▶ [PROBLEM TO WORK ON]: Every word of the data below has to be copied faithfully.

Collected data entries:

= Beginning of Section =

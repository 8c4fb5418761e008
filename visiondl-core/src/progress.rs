//! Durable progress store — file-backed map from unit key to fetch status.
//!
//! Every upsert rewrites the whole backing file to a temporary name and
//! renames it into place, so a crash between upserts leaves either the
//! previous complete file or the new complete file, never a torn one. A
//! concurrent status query reads whichever complete version is current.
//!
//! Unknown JSON fields are tolerated on load, so a progress file written
//! by a newer build (new kinds, new record fields) stays readable.

use chrono::NaiveDateTime;
use serde::{Deserialize, Serialize};
use std::collections::BTreeMap;
use std::fs;
use std::io;
use std::path::{Path, PathBuf};
use thiserror::Error;

const STORE_VERSION: u32 = 1;

/// Lifecycle status of one work unit.
#[derive(Debug, Clone, Copy, PartialEq, Eq, Serialize, Deserialize)]
#[serde(rename_all = "snake_case")]
pub enum UnitStatus {
    Pending,
    InProgress,
    Completed,
    SkippedNoData,
    Failed,
}

/// Progress record for one work unit, keyed by the unit's canonical key.
#[derive(Debug, Clone, PartialEq, Serialize, Deserialize)]
pub struct ProgressRecord {
    pub status: UnitStatus,
    /// Cumulative fetch attempts across all runs.
    #[serde(default)]
    pub attempts: u32,
    #[serde(default)]
    pub last_error: Option<String>,
    pub updated_at: NaiveDateTime,
}

impl ProgressRecord {
    pub fn new(status: UnitStatus) -> Self {
        Self {
            status,
            attempts: 0,
            last_error: None,
            updated_at: chrono::Utc::now().naive_utc(),
        }
    }
}

/// Progress store failure.
#[derive(Debug, Error)]
pub enum StoreError {
    #[error("progress file i/o: {0}")]
    Io(#[from] io::Error),

    #[error("progress file is not valid JSON: {0}")]
    Malformed(#[from] serde_json::Error),
}

/// On-disk shape of the store.
#[derive(Debug, Clone, Serialize, Deserialize)]
struct StoreFile {
    version: u32,
    #[serde(default)]
    spec_fingerprint: Option<String>,
    #[serde(default)]
    records: BTreeMap<String, ProgressRecord>,
}

impl Default for StoreFile {
    fn default() -> Self {
        Self {
            version: STORE_VERSION,
            spec_fingerprint: None,
            records: BTreeMap::new(),
        }
    }
}

/// Point-in-time summary of the store, for status reporting.
#[derive(Debug, Clone, Default, PartialEq, Serialize)]
pub struct StoreSnapshot {
    pub total: usize,
    pub pending: usize,
    pub in_progress: usize,
    pub completed: usize,
    pub skipped_no_data: usize,
    pub failed: usize,
    pub failed_keys: Vec<String>,
}

/// File-backed progress map with atomic rewrite-and-replace persistence.
pub struct ProgressStore {
    path: PathBuf,
    file: StoreFile,
}

impl ProgressStore {
    /// Open the store at `path`, loading existing records if the file
    /// exists. A missing file is an empty store, not an error.
    pub fn open(path: impl Into<PathBuf>) -> Result<Self, StoreError> {
        let path = path.into();
        let file = match fs::read_to_string(&path) {
            Ok(content) => serde_json::from_str(&content)?,
            Err(e) if e.kind() == io::ErrorKind::NotFound => StoreFile::default(),
            Err(e) => return Err(e.into()),
        };
        Ok(Self { path, file })
    }

    pub fn path(&self) -> &Path {
        &self.path
    }

    pub fn spec_fingerprint(&self) -> Option<&str> {
        self.file.spec_fingerprint.as_deref()
    }

    /// Record the fingerprint of the spec this store is tracking.
    pub fn set_spec_fingerprint(&mut self, fingerprint: &str) -> Result<(), StoreError> {
        if self.file.spec_fingerprint.as_deref() == Some(fingerprint) {
            return Ok(());
        }
        self.file.spec_fingerprint = Some(fingerprint.to_string());
        self.persist()
    }

    pub fn get(&self, key: &str) -> Option<&ProgressRecord> {
        self.file.records.get(key)
    }

    pub fn records(&self) -> &BTreeMap<String, ProgressRecord> {
        &self.file.records
    }

    /// Insert or replace one record and persist the whole store.
    pub fn upsert(&mut self, key: &str, record: ProgressRecord) -> Result<(), StoreError> {
        self.file.records.insert(key.to_string(), record);
        self.persist()
    }

    /// Insert Pending records for keys not yet seen, with a single write.
    /// Returns the number of records created.
    pub fn seed_pending<I>(&mut self, keys: I) -> Result<usize, StoreError>
    where
        I: IntoIterator<Item = String>,
    {
        let mut created = 0;
        for key in keys {
            if !self.file.records.contains_key(&key) {
                self.file
                    .records
                    .insert(key, ProgressRecord::new(UnitStatus::Pending));
                created += 1;
            }
        }
        if created > 0 {
            self.persist()?;
        }
        Ok(created)
    }

    /// Counts per status plus the failed keys.
    pub fn snapshot(&self) -> StoreSnapshot {
        let mut snap = StoreSnapshot {
            total: self.file.records.len(),
            ..StoreSnapshot::default()
        };
        for (key, record) in &self.file.records {
            match record.status {
                UnitStatus::Pending => snap.pending += 1,
                UnitStatus::InProgress => snap.in_progress += 1,
                UnitStatus::Completed => snap.completed += 1,
                UnitStatus::SkippedNoData => snap.skipped_no_data += 1,
                UnitStatus::Failed => {
                    snap.failed += 1;
                    snap.failed_keys.push(key.clone());
                }
            }
        }
        snap
    }

    /// Rewrite the backing file: serialize to `{path}.tmp`, rename into
    /// place. Never leaves a partial file at the final path.
    fn persist(&self) -> Result<(), StoreError> {
        if let Some(parent) = self.path.parent() {
            if !parent.as_os_str().is_empty() {
                fs::create_dir_all(parent)?;
            }
        }

        let tmp = tmp_path(&self.path);
        let json = serde_json::to_string_pretty(&self.file)?;
        fs::write(&tmp, json)?;
        fs::rename(&tmp, &self.path).map_err(|e| {
            let _ = fs::remove_file(&tmp);
            e
        })?;
        Ok(())
    }
}

fn tmp_path(path: &Path) -> PathBuf {
    let mut name = path
        .file_name()
        .map(|n| n.to_os_string())
        .unwrap_or_default();
    name.push(".tmp");
    path.with_file_name(name)
}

= End of Section =

▶ [RESULT OF THIS EXERCISE]:
repository 8c4fb5418761e008
filename visiondl-core/src/progress.rs
//! Durable progress store — file-backed map from unit key to fetch status.
//!
//! Every upsert rewrites the whole backing file to a temporary name and
//! renames it into place, so a crash between upserts leaves either the
//! previous complete file or the new complete file, never a torn one. A
//! concurrent status query reads whichever complete version is current.
//!
//! Unknown JSON fields are tolerated on load, so a progress file written
//! by a newer build (new kinds, new record fields) stays readable.

use chrono::NaiveDateTime;
use serde::{Deserialize, Serialize};
use std::collections::BTreeMap;
use std::fs;
use std::io;
use std::path::{Path, PathBuf};
use thiserror::Error;

const STORE_VERSION: u32 = 1;

/// Lifecycle status of one work unit.
#[derive(Debug, Clone, Copy, PartialEq, Eq, Serialize, Deserialize)]
#[serde(rename_all = "snake_case")]
pub enum UnitStatus {
    Pending,
    InProgress,
    Completed,
    SkippedNoData,
    Failed,
}

/// Progress record for one work unit, keyed by the unit's canonical key.
#[derive(Debug, Clone, PartialEq, Serialize, Deserialize)]
pub struct ProgressRecord {
    pub status: UnitStatus,
    /// Cumulative fetch attempts across all runs.
    #[serde(default)]
    pub attempts: u32,
    #[serde(default)]
    pub last_error: Option<String>,
    pub updated_at: NaiveDateTime,
}

impl ProgressRecord {
    pub fn new(status: UnitStatus) -> Self {
        Self {
            status,
            attempts: 0,
            last_error: None,
            updated_at: chrono::Utc::now().naive_utc(),
        }
    }
}

/// Progress store failure.
#[derive(Debug, Error)]
pub enum StoreError {
    #[error("progress file i/o: {0}")]
    Io(#[from] io::Error),

    #[error("progress file is not valid JSON: {0}")]
    Malformed(#[from] serde_json::Error),
}

/// On-disk shape of the store.
#[derive(Debug, Clone, Serialize, Deserialize)]
struct StoreFile {
    version: u32,
    #[serde(default)]
    spec_fingerprint: Option<String>,
    #[serde(default)]
    records: BTreeMap<String, ProgressRecord>,
}

impl Default for StoreFile {
    fn default() -> Self {
        Self {
            version: STORE_VERSION,
            spec_fingerprint: None,
            records: BTreeMap::new(),
        }
    }
}

/// Point-in-time summary of the store, for status reporting.
#[derive(Debug, Clone, Default, PartialEq, Serialize)]
pub struct StoreSnapshot {
    pub total: usize,
    pub pending: usize,
    pub in_progress: usize,
    pub completed: usize,
    pub skipped_no_data: usize,
    pub failed: usize,
    pub failed_keys: Vec<String>,
}

/// File-backed progress map with atomic rewrite-and-replace persistence.
pub struct ProgressStore {
    path: PathBuf,
    file: StoreFile,
}

impl ProgressStore {
    /// Open the store at `path`, loading existing records if the file
    /// exists. A missing file is an empty store, not an error.
    pub fn open(path: impl Into<PathBuf>) -> Result<Self, StoreError> {
        let path = path.into();
        let file = match fs::read_to_string(&path) {
            Ok(content) => serde_json::from_str(&content)?,
            Err(e) if e.kind() == io::ErrorKind::NotFound => StoreFile::default(),
            Err(e) => return Err(e.into()),
        };
        Ok(Self { path, file })
    }

    pub fn path(&self) -> &Path {
        &self.path
    }

    pub fn spec_fingerprint(&self) -> Option<&str> {
        self.file.spec_fingerprint.as_deref()
    }

    /// Record the fingerprint of the spec this store is tracking.
    pub fn set_spec_fingerprint(&mut self, fingerprint: &str) -> Result<(), StoreError> {
        if self.file.spec_fingerprint.as_deref() == Some(fingerprint) {
            return Ok(());
        }
        self.file.spec_fingerprint = Some(fingerprint.to_string());
        self.persist()
    }

    pub fn get(&self, key: &str) -> Option<&ProgressRecord> {
        self.file.records.get(key)
    }

    pub fn records(&self) -> &BTreeMap<String, ProgressRecord> {
        &self.file.records
    }

    /// Insert or replace one record and persist the whole store.
    pub fn upsert(&mut self, key: &str, record: ProgressRecord) -> Result<(), StoreError> {
        self.file.records.insert(key.to_string(), record);
        self.persist()
    }

    /// Insert Pending records for keys not yet seen, with a single write.
    /// Returns the number of records created.
    pub fn seed_pending<I>(&mut self, keys: I) -> Result<usize, StoreError>
    where
        I: IntoIterator<Item = String>,
    {
        let mut created = 0;
        for key in keys {
            if !self.file.records.contains_key(&key) {
                self.file
                    .records
                    .insert(key, ProgressRecord::new(UnitStatus::Pending));
                created += 1;
            }
        }
        if created > 0 {
            self.persist()?;
        }
        Ok(created)
    }

    /// Counts per status plus the failed keys.
    pub fn snapshot(&self) -> StoreSnapshot {
        let mut snap = StoreSnapshot {
            total: self.file.records.len(),
            ..StoreSnapshot::default()
        };
        for (key, record) in &self.file.records {
            match record.status {
                UnitStatus::Pending => snap.pending += 1,
                UnitStatus::InProgress => snap.in_progress += 1,
                UnitStatus::Completed => snap.completed += 1,
                UnitStatus::SkippedNoData => snap.skipped_no_data += 1,
                UnitStatus::Failed => {
                    snap.failed += 1;
                    snap.failed_keys.push(key.clone());
                }
            }
        }
        snap
    }

    /// Rewrite the backing file: serialize to `{path}.tmp`, rename into
    /// place. Never leaves a partial file at the final path.
    fn persist(&self) -> Result<(), StoreError> {
        if let Some(parent) = self.path.parent() {
            if !parent.as_os_str().is_empty() {
                fs::create_dir_all(parent)?;
            }
        }

        let tmp = tmp_path(&self.path);
        let json = serde_json::to_string_pretty(&self.file)?;
        fs::write(&tmp, json)?;
        fs::rename(&tmp, &self.path).map_err(|e| {
            let _ = fs::remove_file(&tmp);
            e
        })?;
        Ok(())
    }
}

fn tmp_path(path: &Path) -> PathBuf {
    let mut name = path
        .file_name()
        .map(|n| n.to_os_string())
        .unwrap_or_default();
    name.push(".tmp");
    path.with_file_name(name)
}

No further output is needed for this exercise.